┌─ Information provided

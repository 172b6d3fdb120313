//! Canonical event topic constants shared by the server and its clients.
//!
//! Keep this list grouped by area and favor dot.case names.

// Desired state / queue
pub const TOPIC_CONFIG_PATCHED: &str = "config.patched";
pub const TOPIC_CONFIG_BASELINE_SAVED: &str = "config.baseline.saved";
pub const TOPIC_QUEUE_UPDATED: &str = "queue.updated";
pub const TOPIC_QUEUE_CLEARED: &str = "queue.cleared";
pub const TOPIC_QUEUE_APPLIED: &str = "queue.applied";

// Apply engine
pub const TOPIC_APPLY_OPERATION_COMPLETED: &str = "apply.operation.completed";
pub const TOPIC_APPLY_OPERATION_FAILED: &str = "apply.operation.failed";

// Ports
pub const TOPIC_PORT_ASSIGNED: &str = "ports.assigned";
pub const TOPIC_PORT_RELEASED: &str = "ports.released";

// Services
pub const TOPIC_SERVICE_STATE_CHANGED: &str = "service.state.changed";
pub const TOPIC_SERVICE_RESTART_EXHAUSTED: &str = "service.restart.exhausted";
pub const TOPIC_SERVICE_LOG: &str = "service.log";

// System restart choreography
pub const TOPIC_SYSTEM_RESTART_PHASE: &str = "system.restart.phase";
pub const TOPIC_SYSTEM_RESTART_FINISHED: &str = "system.restart.finished";
impl SupervisorOptions {
    pub fn from_settings(settings: &Settings) -> Self {
        Self {
            health_interval: settings.health_interval,
            startup_probe_interval: Duration::from_millis(500).min(settings.health_interval),
            startup_timeout: Duration::from_secs(30),
            max_restarts: settings.max_restarts,
            restart_window: settings.restart_window,
            stop_grace: settings.stop_grace,
        }
    }
}

#[derive(Debug, thiserror::Error)]
pub enum SupervisorError {
    #[error("service `{0}` not known to supervisor")]
    UnknownService(String),
    #[error(transparent)]
    Adapter(#[from] AdapterError),
    #[error("supervisor is not running")]
    Closed,
}

type Reply<T> = oneshot::Sender<Result<T, SupervisorError>>;

enum Command {
    Register {
        spec: ServiceSpec,
        enabled: bool,
        reply: oneshot::Sender<bool>,
    },
    Start {
        id: ServiceId,
        adopt: bool,
        reply: Reply<ServiceRecord>,
    },
    Stop {
        id: ServiceId,
        reply: Reply<ServiceRecord>,
    },
    Restart {
        id: ServiceId,
        reply: Reply<ServiceRecord>,
    },
    Reset {
        id: ServiceId,
        reply: Reply<ServiceRecord>,
    },
    Remove {
        id: ServiceId,
        reply: Reply<ServiceRecord>,
    },
    Snapshot {
        reply: oneshot::Sender<SupervisorSnapshot>,
    },
    Shutdown {
        reply: oneshot::Sender<()>,
    },
    Launched {
        id: ServiceId,
        instance: u64,
        adopted: bool,
        result: Result<ServiceHandle, AdapterError>,
    },
    Health {
        id: ServiceId,
        instance: u64,
        result: Result<HealthReport, AdapterError>,
    },
}

struct Entry {
    spec: ServiceSpec,
    record: ServiceRecord,
    instance: u64,
    handle: Option<ServiceHandle>,
    cancel: Option<CancellationToken>,
    /// Set while the current instance has been healthy without interruption.
    healthy_since: Option<Instant>,
}

impl Entry {
    fn new(spec: ServiceSpec, enabled: bool) -> Self {
        Self {
            record: ServiceRecord::new(&spec, enabled),
            spec,
            instance: 0,
            handle: None,
            cancel: None,
            healthy_since: None,
        }
    }

    /// Invalidate the running instance and hand back its handle.
    fn detach(&mut self) -> Option<ServiceHandle> {
        self.instance += 1;
        if let Some(token) = self.cancel.take() {
            token.cancel();
        }
        self.record.pid = None;
        self.record.adopted = false;
        self.healthy_since = None;
        self.handle.take()
    }
}

/// Move to `state`, falling back through `stopped` when the direct edge is not legal.
fn move_to(record: &mut ServiceRecord, state: ServiceState, summary: impl Into<String>) {
    let summary = summary.into();
    if record.transition(state, summary.clone()) {
        return;
    }
    record.transition(ServiceState::Stopped, summary.clone());
    if !record.transition(state, summary.clone()) {
        record.summary = summary;
    }
}

struct Ctx {
    adapter: Arc<dyn ServiceAdapter>,
    bus: Bus,
    options: SupervisorOptions,
    tx: mpsc::WeakSender<Command>,
}

impl Ctx {
    fn publish(&self, record: &ServiceRecord) {
        self.bus
            .publish(hearth_topics::TOPIC_SERVICE_STATE_CHANGED, record);
    }

    /// Automatic restarts are counted for the life of the record. The count only
    /// drops back to zero through an operator reset/start, or once the service
    /// has stayed healthy for a full `restart_window`.
    fn refresh_budget(&self, entry: &mut Entry) {
        let window = self.options.restart_window;
        let used = entry.record.restart_count;
        let reset_at = entry
            .healthy_since
            .filter(|_| used > 0)
            .map(|since| {
                let left = window.saturating_sub(since.elapsed());
                Utc::now() + chrono::Duration::from_std(left).unwrap_or_else(|_| chrono::Duration::zero())
            });
        entry.record.restart_budget = Some(RestartBudget {
            window_seconds: window.as_secs(),
            max_restarts: self.options.max_restarts,
            used,
            remaining: self.options.max_restarts.saturating_sub(used),
            reset_at,
        });
    }

    fn clear_budget(&self, entry: &mut Entry) {
        entry.record.restart_count = 0;
        self.refresh_budget(entry);
    }

    fn spawn_shutdown(&self, handle: ServiceHandle, reply: Option<(Reply<ServiceRecord>, ServiceRecord)>) {
        let adapter = self.adapter.clone();
        let grace = self.options.stop_grace;
        tokio::spawn(async move {
            let result = adapter.shutdown(&handle, grace).await;
            if let Err(err) = result.as_ref() {
                warn!(target: "hearth::supervisor", service = %handle.id, %err, "shutdown failed");
            }
            if let Some((reply, record)) = reply {
                let _ = reply.send(result.map(|_| record).map_err(SupervisorError::from));
            }
        });
    }

    /// Launch a new instance, after shutting down `previous` if given.
    fn spawn_launch(&self, entry: &mut Entry, try_adopt: bool, previous: Option<ServiceHandle>) {
        if let Some(token) = entry.cancel.take() {
            token.cancel();
        }
        entry.instance += 1;
        let instance = entry.instance;
        let Some(tx) = self.tx.upgrade() else {
            return;
        };
        let spec = entry.spec.clone();
        let adapter = self.adapter.clone();
        let grace = self.options.stop_grace;
        tokio::spawn(async move {
            if let Some(old) = previous {
                if let Err(err) = adapter.shutdown(&old, grace).await {
                    warn!(target: "hearth::supervisor", service = %old.id, %err, "stopping previous instance failed");
                }
            }
            if try_adopt {
                match adapter.adopt(&spec, instance).await {
                    Ok(Some(handle)) => {
                        let _ = tx
                            .send(Command::Launched {
                                id: spec.id.clone(),
                                instance,
                                adopted: true,
                                result: Ok(handle),
                            })
                            .await;
                        return;
                    }
                    Ok(None) => {}
                    Err(err) => {
                        debug!(target: "hearth::supervisor", service = %spec.id, %err, "adopt probe failed");
                    }
                }
            }
            let result = adapter.launch(&spec, instance).await;
            let _ = tx
                .send(Command::Launched {
                    id: spec.id.clone(),
                    instance,
                    adopted: false,
                    result,
                })
                .await;
        });
    }

    fn spawn_health(&self, entry: &mut Entry, warming_up: bool) {
        let Some(handle) = entry.handle.clone() else {
            return;
        };
        let Some(tx) = self.tx.upgrade() else {
            return;
        };
        let token = CancellationToken::new();
        entry.cancel = Some(token.clone());
        let adapter = self.adapter.clone();
        let spec = entry.spec.clone();
        let options = self.options.clone();
        tokio::spawn(async move {
            let launched = Instant::now();
            let mut warming_up = warming_up;
            loop {
                let wait = if warming_up {
                    options.startup_probe_interval
                } else {
                    options.health_interval
                };
                tokio::select! {
                    _ = token.cancelled() => break,
                    _ = tokio::time::sleep(wait) => {}
                }
                let result = adapter.health(&handle, &spec).await;
                if token.is_cancelled() {
                    break;
                }
                if warming_up {
                    match &result {
                        Ok(_) => warming_up = false,
                        Err(_) if launched.elapsed() < options.startup_timeout => continue,
                        Err(_) => {}
                    }
                }
                let failed = result.is_err();
                let sent = tx
                    .send(Command::Health {
                        id: spec.id.clone(),
                        instance: handle.instance,
                        result,
                    })
                    .await;
                if sent.is_err() || failed {
                    break;
                }
            }
        });
    }

    /// Health or launch failure: restart within budget, otherwise mark failed.
    fn fail(&self, entry: &mut Entry, reason: String) {
        warn!(target: "hearth::supervisor", service = %entry.spec.id, %reason, "service failure");
        let previous = entry.handle.take();
        if let Some(token) = entry.cancel.take() {
            token.cancel();
        }
        entry.record.pid = None;
        entry.record.adopted = false;
        entry.healthy_since = None;
        if entry.record.state != ServiceState::Unhealthy {
            move_to(&mut entry.record, ServiceState::Unhealthy, reason.clone());
        }
        entry.record.detail = vec![reason.clone()];
        self.refresh_budget(entry);
        self.publish(&entry.record);

        let used = entry.record.restart_count;
        let max = self.options.max_restarts;
        if used < max {
            entry.record.restart_count += 1;
            self.refresh_budget(entry);
            move_to(
                &mut entry.record,
                ServiceState::Restarting,
                format!("Restarting after failure ({}/{max})", used + 1),
            );
            entry.record.detail.push(reason);
            self.publish(&entry.record);
            move_to(&mut entry.record, ServiceState::Starting, "Relaunching");
            self.publish(&entry.record);
            self.spawn_launch(entry, false, previous);
            return;
        }

        move_to(&mut entry.record, ServiceState::Failed, "Restart budget exhausted");
        entry.record.detail.push(reason.clone());
        self.publish(&entry.record);
        self.bus.publish(
            hearth_topics::TOPIC_SERVICE_RESTART_EXHAUSTED,
            &json!({
                "id": entry.spec.id,
                "owner": entry.spec.owner,
                "restart_count": entry.record.restart_count,
                "reason": reason,
            }),
        );
        warn!(
            target: "hearth::supervisor",
            service = %entry.spec.id,
            restarts = entry.record.restart_count,
            "restart budget exhausted; service failed"
        );
        if let Some(previous) = previous {
            self.spawn_shutdown(previous, None);
        }
    }
}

└─

Directions for this task: Take the lines above from the one containing "entry.cancel = Some(token.clone());" to the one containing "otherwise mark failed." and retype them exactly, both ends included, with nothing added.

Solution for this task:
        entry.cancel = Some(token.clone());
        let adapter = self.adapter.clone();
        let spec = entry.spec.clone();
        let options = self.options.clone();
        tokio::spawn(async move {
            let launched = Instant::now();
            let mut warming_up = warming_up;
            loop {
                let wait = if warming_up {
                    options.startup_probe_interval
                } else {
                    options.health_interval
                };
                tokio::select! {
                    _ = token.cancelled() => break,
                    _ = tokio::time::sleep(wait) => {}
                }
                let result = adapter.health(&handle, &spec).await;
                if token.is_cancelled() {
                    break;
                }
                if warming_up {
                    match &result {
                        Ok(_) => warming_up = false,
                        Err(_) if launched.elapsed() < options.startup_timeout => continue,
                        Err(_) => {}
                    }
                }
                let failed = result.is_err();
                let sent = tx
                    .send(Command::Health {
                        id: spec.id.clone(),
                        instance: handle.instance,
                        result,
                    })
                    .await;
                if sent.is_err() || failed {
                    break;
                }
            }
        });
    }

    /// Health or launch failure: restart within budget, otherwise mark failed.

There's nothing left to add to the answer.